1.3 Tujuan Mengetahui pengaruh perubahan posisi tubuh pasien termasuk kombinasi elevasi kepala dan posisi miring pada nilai PbtO2, ICP, CPP, dan MAP pada pasien dengan cidera otak. 1.4 Manfaat 1.4.1 Bagi Tenaga Kesehatan Memperkaya keilmuan sebagai dasar dalam mempertimbangkan perubahan posisi tubuh pada pasien dengan cidera otak agar tidak terjadi peningkatan TIK dan menjamin keselamatan pasien. 1.4.2 Bagi Institusi Keperawatan Memberikan kesempatan dalam menganalisis dan berpikir kritis tentang tren dan isu serta berbagi keilmuan terkini tentang penatalaksanaan pasien dengan cidera otak melalui perubahan posisi tubuh guna mengembangkan praktik berdasarkan evidance based.
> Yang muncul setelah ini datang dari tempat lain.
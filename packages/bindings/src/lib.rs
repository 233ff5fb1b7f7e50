use napi::Result as NapiResult;
use napi_derive::napi;
use rust_decimal::Decimal;
use serde::Deserialize;
use serde_json::json;

use rental_analysis_core::amortization::{self, AmortizationInput};
use rental_analysis_core::metrics::{self, DscrStrength};
use rental_analysis_core::{analysis, grading, screening, Property};

/// Convert any Display error into a napi::Error.
fn to_napi_error(e: impl std::fmt::Display) -> napi::Error {
    napi::Error::from_reason(e.to_string())
}

fn parse_property(input_json: &str) -> NapiResult<Property> {
    serde_json::from_str(input_json).map_err(to_napi_error)
}

// ---------------------------------------------------------------------------
// Property analysis
// ---------------------------------------------------------------------------

#[napi]
pub fn analyze_property(input_json: String) -> NapiResult<String> {
    let property = parse_property(&input_json)?;
    let output = analysis::analyze_property(&property).map_err(to_napi_error)?;
    serde_json::to_string(&output).map_err(to_napi_error)
}

#[napi]
pub fn compute_metrics(input_json: String) -> NapiResult<String> {
    let property = parse_property(&input_json)?;
    serde_json::to_string(&metrics::investment_metrics(&property)).map_err(to_napi_error)
}

#[napi]
pub fn compute_grade(input_json: String) -> NapiResult<String> {
    let property = parse_property(&input_json)?;
    let breakdown = grading::score_investment(&metrics::investment_metrics(&property));
    serde_json::to_string(&breakdown).map_err(to_napi_error)
}

// ---------------------------------------------------------------------------
// Loan
// ---------------------------------------------------------------------------

#[napi]
pub fn compute_loan_details(input_json: String) -> NapiResult<String> {
    let input: AmortizationInput = serde_json::from_str(&input_json).map_err(to_napi_error)?;
    let details = amortization::loan_details(input.loan_amount, input.interest_rate, input.term_years);
    serde_json::to_string(&details).map_err(to_napi_error)
}

#[napi]
pub fn amortization_schedule(input_json: String) -> NapiResult<String> {
    let input: AmortizationInput = serde_json::from_str(&input_json).map_err(to_napi_error)?;
    let output = amortization::build_amortization_schedule(&input).map_err(to_napi_error)?;
    serde_json::to_string(&output).map_err(to_napi_error)
}

// ---------------------------------------------------------------------------
// Ratios
// ---------------------------------------------------------------------------

#[derive(Deserialize)]
struct OnePercentInput {
    monthly_rent: Decimal,
    purchase_price: Decimal,
}

#[derive(Deserialize)]
struct DscrInput {
    annual_noi: Decimal,
    annual_debt_service: Decimal,
}

#[napi]
pub fn one_percent_rule(input_json: String) -> NapiResult<String> {
    let input: OnePercentInput = serde_json::from_str(&input_json).map_err(to_napi_error)?;
    let ratio = metrics::one_percent_rule(input.monthly_rent, input.purchase_price);
    let output = json!({
        "one_percent_rule": ratio.round_dp(4),
        "passes": metrics::passes_one_percent_rule(ratio),
    });
    serde_json::to_string(&output).map_err(to_napi_error)
}

#[napi]
pub fn dscr(input_json: String) -> NapiResult<String> {
    let input: DscrInput = serde_json::from_str(&input_json).map_err(to_napi_error)?;
    let ratio = metrics::dscr(input.annual_noi, input.annual_debt_service);
    let output = json!({
        "dscr": ratio.round_dp(4),
        "strength": DscrStrength::classify(ratio),
    });
    serde_json::to_string(&output).map_err(to_napi_error)
}

// ---------------------------------------------------------------------------
// Screening
// ---------------------------------------------------------------------------

#[napi]
pub fn screen_properties(input_json: String) -> NapiResult<String> {
    let input: screening::ScreeningInput =
        serde_json::from_str(&input_json).map_err(to_napi_error)?;
    let output = screening::screen_properties(&input).map_err(to_napi_error)?;
    serde_json::to_string(&output).map_err(to_napi_error)
}
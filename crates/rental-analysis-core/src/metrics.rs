use rust_decimal::Decimal;
use rust_decimal_macros::dec;
use serde::{Deserialize, Serialize};

use crate::amortization::{break_even_rent, monthly_payment};
use crate::property::Property;
use crate::types::{round_cents, Money, Percent, Ratio};

/// Minimum DSCR for "strong" coverage
const DSCR_STRONG: Ratio = dec!(1.25);
/// Minimum DSCR for "adequate" coverage
const DSCR_ADEQUATE: Ratio = dec!(1.0);
/// Rent-to-price percentage the 1% rule asks for
const ONE_PERCENT_THRESHOLD: Percent = dec!(1);

// ---------------------------------------------------------------------------
// Types
// ---------------------------------------------------------------------------

/// Derived investment metrics for a single property snapshot.
///
/// Never stored: recompute from the `Property` whenever it changes.
#[derive(Debug, Clone, PartialEq, Serialize, Deserialize)]
pub struct InvestmentMetrics {
    pub monthly_mortgage_payment: Money,
    pub monthly_operating_expenses: Money,
    pub net_monthly_cash_flow: Money,
    pub annual_gross_rent: Money,
    pub annual_net_operating_income: Money,
    pub annual_cash_flow: Money,
    /// Annual NOI / market value, percent
    pub cap_rate: Percent,
    /// Annual cash flow / down payment, percent
    pub cash_on_cash_return: Percent,
    /// (Annual cash flow + appreciation) / down payment, percent
    pub total_roi: Percent,
    pub break_even_rent: Money,
    pub cash_flow_break_even: bool,
}

/// Debt service coverage bands.
#[derive(Debug, Clone, Copy, PartialEq, Eq, Serialize, Deserialize)]
pub enum DscrStrength {
    Strong,
    Adequate,
    Weak,
}

impl DscrStrength {
    pub fn classify(dscr: Ratio) -> Self {
        if dscr >= DSCR_STRONG {
            Self::Strong
        } else if dscr >= DSCR_ADEQUATE {
            Self::Adequate
        } else {
            Self::Weak
        }
    }
}

impl std::fmt::Display for DscrStrength {
    fn fmt(&self, f: &mut std::fmt::Formatter<'_>) -> std::fmt::Result {
        let s = match self {
            Self::Strong => "Strong",
            Self::Adequate => "Adequate",
            Self::Weak => "Weak",
        };
        write!(f, "{}", s)
    }
}

// ---------------------------------------------------------------------------
// Public API
// ---------------------------------------------------------------------------

/// Tax + insurance + HOA plus the rent-proportional reserves, unrounded.
pub fn monthly_operating_expenses(property: &Property) -> Money {
    let base = property.monthly_property_tax + property.monthly_insurance + property.monthly_hoa();
    let rent = property.monthly_rent;

    let maintenance = rent * property.maintenance_percentage / dec!(100);
    let vacancy = rent * property.vacancy_rate / dec!(100);
    let management = rent * property.property_management_percentage() / dec!(100);

    base + maintenance + vacancy + management
}

/// Compute the full metrics record for a property.
///
/// Each output is rounded to cents from its own unrounded intermediate;
/// nothing downstream consumes a rounded field.
pub fn investment_metrics(property: &Property) -> InvestmentMetrics {
    let mortgage_payment = monthly_payment(
        property.loan_amount,
        property.interest_rate,
        property.loan_term_years,
    );
    let operating_expenses = monthly_operating_expenses(property);
    let net_monthly_cash_flow = property.monthly_rent - operating_expenses - mortgage_payment;

    let annual_gross_rent = property.monthly_rent * dec!(12);
    let annual_operating_expenses = operating_expenses * dec!(12);
    let annual_noi = annual_gross_rent - annual_operating_expenses;
    let annual_cash_flow = net_monthly_cash_flow * dec!(12);

    let cap_rate = percent_of(annual_noi, property.market_value);
    let cash_on_cash_return = percent_of(annual_cash_flow, property.down_payment);
    // Cumulative appreciation over one year's cash flow; not annualised
    let appreciation = property.market_value - property.purchase_price;
    let total_roi = percent_of(annual_cash_flow + appreciation, property.down_payment);

    InvestmentMetrics {
        monthly_mortgage_payment: round_cents(mortgage_payment),
        monthly_operating_expenses: round_cents(operating_expenses),
        net_monthly_cash_flow: round_cents(net_monthly_cash_flow),
        annual_gross_rent: round_cents(annual_gross_rent),
        annual_net_operating_income: round_cents(annual_noi),
        annual_cash_flow: round_cents(annual_cash_flow),
        cap_rate: round_cents(cap_rate),
        cash_on_cash_return: round_cents(cash_on_cash_return),
        total_roi: round_cents(total_roi),
        break_even_rent: break_even_rent(mortgage_payment, operating_expenses),
        cash_flow_break_even: net_monthly_cash_flow >= Decimal::ZERO,
    }
}

/// Monthly rent as a percentage of purchase price. Passes the rule at >= 1.
pub fn one_percent_rule(monthly_rent: Money, purchase_price: Money) -> Percent {
    percent_of(monthly_rent, purchase_price)
}

pub fn passes_one_percent_rule(ratio: Percent) -> bool {
    ratio >= ONE_PERCENT_THRESHOLD
}

/// Debt service coverage ratio, unrounded. Zero when there is no debt service.
pub fn dscr(annual_noi: Money, annual_debt_service: Money) -> Ratio {
    if annual_debt_service <= Decimal::ZERO {
        return Decimal::ZERO;
    }
    annual_noi / annual_debt_service
}

/// `numerator / base * 100`, or 0 when the base is not positive.
fn percent_of(numerator: Decimal, base: Decimal) -> Percent {
    if base <= Decimal::ZERO {
        return Decimal::ZERO;
    }
    numerator / base * dec!(100)
}

// ---------------------------------------------------------------------------
// Tests
// ---------------------------------------------------------------------------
1.4.3 Bagi Pasien dan Keluarga Mendapatkan layanan yang maksimal serta mendapatkan pengarahan yang tepat dalam melakukan perubahan posisi tubuh pada pasien yang mengalami cidera kepala.

DAFTAR PUSTAKA

Debora, Y., YW Villyastuti, MS Harahap. 2009. Nutrisi Pada Pasien Cidera Kepala. Jurnal Anastesiologi Indonesia. 1: 56-64.